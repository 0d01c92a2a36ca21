// SPDX-License-Identifier: AGPL-3.0-or-later
//
// Copyright (C) 2026 Relational Network

//! Session token claims and the resolved caller identity.

use std::fmt;

use chrono::{DateTime, Utc};
use serde::{Deserialize, Serialize};
use utoipa::ToSchema;

use super::roles::Role;

/// Claims read from a Clerk session token.
///
/// `metadata` is the custom session claim that mirrors the user's public
/// metadata (configured in the Clerk dashboard as
/// `{"metadata": "{{user.public_metadata}}"}`).
#[derive(Debug, Clone, Deserialize)]
pub(crate) struct SessionClaims {
    /// Subject (user ID)
    pub sub: String,
    /// Expiration timestamp
    pub exp: i64,
    /// Issuer
    #[serde(default)]
    pub iss: String,
    /// Session ID
    #[serde(default)]
    pub sid: Option<String>,
    /// Authorized party (origin that requested the token)
    #[serde(default)]
    pub azp: Option<String>,
    #[serde(default)]
    pub metadata: Option<SessionMetadata>,
}

#[derive(Debug, Clone, Default, Deserialize)]
pub(crate) struct SessionMetadata {
    #[serde(default, rename = "onboardingComplete")]
    pub onboarding_complete: Option<bool>,
    #[serde(default)]
    pub role: Option<String>,
}

/// Structured claims carried by an identity.
#[derive(Debug, Clone, Copy, PartialEq, Eq, Default, Serialize, ToSchema)]
pub struct IdentityClaims {
    /// Whether the user finished onboarding
    pub onboarding_complete: bool,
    /// Role from public metadata, `member` when unset or unknown
    pub role: Role,
}

/// An authenticated caller.
///
/// Only the session authenticator can build one, so a function that takes
/// `&SessionIdentity` can rely on authentication having happened.
#[derive(Clone)]
pub struct SessionIdentity {
    user_id: String,
    session_id: Option<String>,
    issuer: String,
    expires_at: DateTime<Utc>,
    claims: IdentityClaims,
    token: String,
}

impl SessionIdentity {
    /// Build an identity from verified claims.
    ///
    /// Returns `None` when the subject is empty or the expiry is out of range.
    pub(crate) fn from_claims(claims: SessionClaims, token: &str) -> Option<Self> {
        if claims.sub.trim().is_empty() {
            return None;
        }
        let expires_at = DateTime::<Utc>::from_timestamp(claims.exp, 0)?;

        let metadata = claims.metadata.unwrap_or_default();
        let role = metadata
            .role
            .as_deref()
            .and_then(Role::parse)
            .unwrap_or_default();

        Some(Self {
            user_id: claims.sub,
            session_id: claims.sid,
            issuer: claims.iss,
            expires_at,
            claims: IdentityClaims {
                onboarding_complete: metadata.onboarding_complete.unwrap_or(false),
                role,
            },
            token: token.to_string(),
        })
    }

    /// Canonical user ID (Clerk `sub` claim). Never empty.
    pub fn user_id(&self) -> &str {
        &self.user_id
    }

    pub fn session_id(&self) -> Option<&str> {
        self.session_id.as_deref()
    }

    pub fn issuer(&self) -> &str {
        &self.issuer
    }

    pub fn expires_at(&self) -> DateTime<Utc> {
        self.expires_at
    }

    pub fn claims(&self) -> IdentityClaims {
        self.claims
    }

    pub fn role(&self) -> Role {
        self.claims.role
    }

    pub fn is_admin(&self) -> bool {
        self.claims.role == Role::Admin
    }

    /// The raw session token, forwarded as the bearer of a scoped client.
    pub(crate) fn token(&self) -> &str {
        &self.token
    }
}

impl fmt::Debug for SessionIdentity {
    fn fmt(&self, f: &mut fmt::Formatter<'_>) -> fmt::Result {
        f.debug_struct("SessionIdentity")
            .field("user_id", &self.user_id)
            .field("session_id", &self.session_id)
            .field("expires_at", &self.expires_at)
            .field("claims", &self.claims)
            .finish_non_exhaustive()
    }
}

#[cfg(test)]
mod tests {
    use super::*;

    fn sample_claims() -> SessionClaims {
        SessionClaims {
            sub: "user_2abc".to_string(),
            exp: 1_900_000_000,
            iss: "https://clerk.example.com".to_string(),
            sid: Some("sess_abc".to_string()),
            azp: None,
            metadata: Some(SessionMetadata {
                onboarding_complete: Some(true),
                role: Some("admin".to_string()),
            }),
        }
    }

    #[test]
    fn from_claims_extracts_user_id_and_metadata() {
        let identity = SessionIdentity::from_claims(sample_claims(), "tok").unwrap();
        assert_eq!(identity.user_id(), "user_2abc");
        assert_eq!(identity.session_id(), Some("sess_abc"));
        assert!(identity.claims().onboarding_complete);
        assert!(identity.is_admin());
        assert_eq!(identity.expires_at().timestamp(), 1_900_000_000);
    }

    #[test]
    fn from_claims_defaults_missing_metadata() {
        let mut claims = sample_claims();
        claims.metadata = None;
        let identity = SessionIdentity::from_claims(claims, "tok").unwrap();
        assert_eq!(identity.claims(), IdentityClaims::default());
        assert_eq!(identity.role(), Role::Member);
    }

    #[test]
    fn unknown_role_falls_back_to_member() {
        let mut claims = sample_claims();
        claims.metadata = Some(SessionMetadata {
            onboarding_complete: None,
            role: Some("superuser".to_string()),
        });
        let identity = SessionIdentity::from_claims(claims, "tok").unwrap();
        assert_eq!(identity.role(), Role::Member);
    }

    #[test]
    fn empty_subject_is_rejected() {
        let mut claims = sample_claims();
        claims.sub = "  ".to_string();
        assert!(SessionIdentity::from_claims(claims, "tok").is_none());
    }

    #[test]
    fn debug_output_omits_token() {
        let identity = SessionIdentity::from_claims(sample_claims(), "raw-session-token").unwrap();
        assert!(!format!("{identity:?}").contains("raw-session-token"));
    }

    #[test]
    fn metadata_uses_camel_case_onboarding_flag() {
        let claims: SessionClaims = serde_json::from_value(serde_json::json!({
            "sub": "user_1",
            "exp": 1_900_000_000,
            "metadata": { "onboardingComplete": true }
        }))
        .unwrap();
        assert_eq!(
            claims.metadata.and_then(|m| m.onboarding_complete),
            Some(true)
        );
    }
}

◆ ◆ ◆ ◆ ◆ ◆ ◆

#### Problem to work on
Repeat the records above exactly as they appear.

#### Answer section
repository 0d01c92a2a36ca21
// SPDX-License-Identifier: AGPL-3.0-or-later
//
// Copyright (C) 2026 Relational Network

//! Session token claims and the resolved caller identity.

use std::fmt;

use chrono::{DateTime, Utc};
use serde::{Deserialize, Serialize};
use utoipa::ToSchema;

use super::roles::Role;

/// Claims read from a Clerk session token.
///
/// `metadata` is the custom session claim that mirrors the user's public
/// metadata (configured in the Clerk dashboard as
/// `{"metadata": "{{user.public_metadata}}"}`).
#[derive(Debug, Clone, Deserialize)]
pub(crate) struct SessionClaims {
    /// Subject (user ID)
    pub sub: String,
    /// Expiration timestamp
    pub exp: i64,
    /// Issuer
    #[serde(default)]
    pub iss: String,
    /// Session ID
    #[serde(default)]
    pub sid: Option<String>,
    /// Authorized party (origin that requested the token)
    #[serde(default)]
    pub azp: Option<String>,
    #[serde(default)]
    pub metadata: Option<SessionMetadata>,
}

#[derive(Debug, Clone, Default, Deserialize)]
pub(crate) struct SessionMetadata {
    #[serde(default, rename = "onboardingComplete")]
    pub onboarding_complete: Option<bool>,
    #[serde(default)]
    pub role: Option<String>,
}

/// Structured claims carried by an identity.
#[derive(Debug, Clone, Copy, PartialEq, Eq, Default, Serialize, ToSchema)]
pub struct IdentityClaims {
    /// Whether the user finished onboarding
    pub onboarding_complete: bool,
    /// Role from public metadata, `member` when unset or unknown
    pub role: Role,
}

/// An authenticated caller.
///
/// Only the session authenticator can build one, so a function that takes
/// `&SessionIdentity` can rely on authentication having happened.
#[derive(Clone)]
pub struct SessionIdentity {
    user_id: String,
    session_id: Option<String>,
    issuer: String,
    expires_at: DateTime<Utc>,
    claims: IdentityClaims,
    token: String,
}

impl SessionIdentity {
    /// Build an identity from verified claims.
    ///
    /// Returns `None` when the subject is empty or the expiry is out of range.
    pub(crate) fn from_claims(claims: SessionClaims, token: &str) -> Option<Self> {
        if claims.sub.trim().is_empty() {
            return None;
        }
        let expires_at = DateTime::<Utc>::from_timestamp(claims.exp, 0)?;

        let metadata = claims.metadata.unwrap_or_default();
        let role = metadata
            .role
            .as_deref()
            .and_then(Role::parse)
            .unwrap_or_default();

        Some(Self {
            user_id: claims.sub,
            session_id: claims.sid,
            issuer: claims.iss,
            expires_at,
            claims: IdentityClaims {
                onboarding_complete: metadata.onboarding_complete.unwrap_or(false),
                role,
            },
            token: token.to_string(),
        })
    }

    /// Canonical user ID (Clerk `sub` claim). Never empty.
    pub fn user_id(&self) -> &str {
        &self.user_id
    }

    pub fn session_id(&self) -> Option<&str> {
        self.session_id.as_deref()
    }

    pub fn issuer(&self) -> &str {
        &self.issuer
    }

    pub fn expires_at(&self) -> DateTime<Utc> {
        self.expires_at
    }

    pub fn claims(&self) -> IdentityClaims {
        self.claims
    }

    pub fn role(&self) -> Role {
        self.claims.role
    }

    pub fn is_admin(&self) -> bool {
        self.claims.role == Role::Admin
    }

    /// The raw session token, forwarded as the bearer of a scoped client.
    pub(crate) fn token(&self) -> &str {
        &self.token
    }
}

impl fmt::Debug for SessionIdentity {
    fn fmt(&self, f: &mut fmt::Formatter<'_>) -> fmt::Result {
        f.debug_struct("SessionIdentity")
            .field("user_id", &self.user_id)
            .field("session_id", &self.session_id)
            .field("expires_at", &self.expires_at)
            .field("claims", &self.claims)
            .finish_non_exhaustive()
    }
}

#[cfg(test)]
mod tests {
    use super::*;

    fn sample_claims() -> SessionClaims {
        SessionClaims {
            sub: "user_2abc".to_string(),
            exp: 1_900_000_000,
            iss: "https://clerk.example.com".to_string(),
            sid: Some("sess_abc".to_string()),
            azp: None,
            metadata: Some(SessionMetadata {
                onboarding_complete: Some(true),
                role: Some("admin".to_string()),
            }),
        }
    }

    #[test]
    fn from_claims_extracts_user_id_and_metadata() {
        let identity = SessionIdentity::from_claims(sample_claims(), "tok").unwrap();
        assert_eq!(identity.user_id(), "user_2abc");
        assert_eq!(identity.session_id(), Some("sess_abc"));
        assert!(identity.claims().onboarding_complete);
        assert!(identity.is_admin());
        assert_eq!(identity.expires_at().timestamp(), 1_900_000_000);
    }

    #[test]
    fn from_claims_defaults_missing_metadata() {
        let mut claims = sample_claims();
        claims.metadata = None;
        let identity = SessionIdentity::from_claims(claims, "tok").unwrap();
        assert_eq!(identity.claims(), IdentityClaims::default());
        assert_eq!(identity.role(), Role::Member);
    }

    #[test]
    fn unknown_role_falls_back_to_member() {
        let mut claims = sample_claims();
        claims.metadata = Some(SessionMetadata {
            onboarding_complete: None,
            role: Some("superuser".to_string()),
        });
        let identity = SessionIdentity::from_claims(claims, "tok").unwrap();
        assert_eq!(identity.role(), Role::Member);
    }

    #[test]
    fn empty_subject_is_rejected() {
        let mut claims = sample_claims();
        claims.sub = "  ".to_string();
        assert!(SessionIdentity::from_claims(claims, "tok").is_none());
    }

    #[test]
    fn debug_output_omits_token() {
        let identity = SessionIdentity::from_claims(sample_claims(), "raw-session-token").unwrap();
        assert!(!format!("{identity:?}").contains("raw-session-token"));
    }

    #[test]
    fn metadata_uses_camel_case_onboarding_flag() {
        let claims: SessionClaims = serde_json::from_value(serde_json::json!({
            "sub": "user_1",
            "exp": 1_900_000_000,
            "metadata": { "onboardingComplete": true }
        }))
        .unwrap();
        assert_eq!(
            claims.metadata.and_then(|m| m.onboarding_complete),
            Some(true)
        );
    }
}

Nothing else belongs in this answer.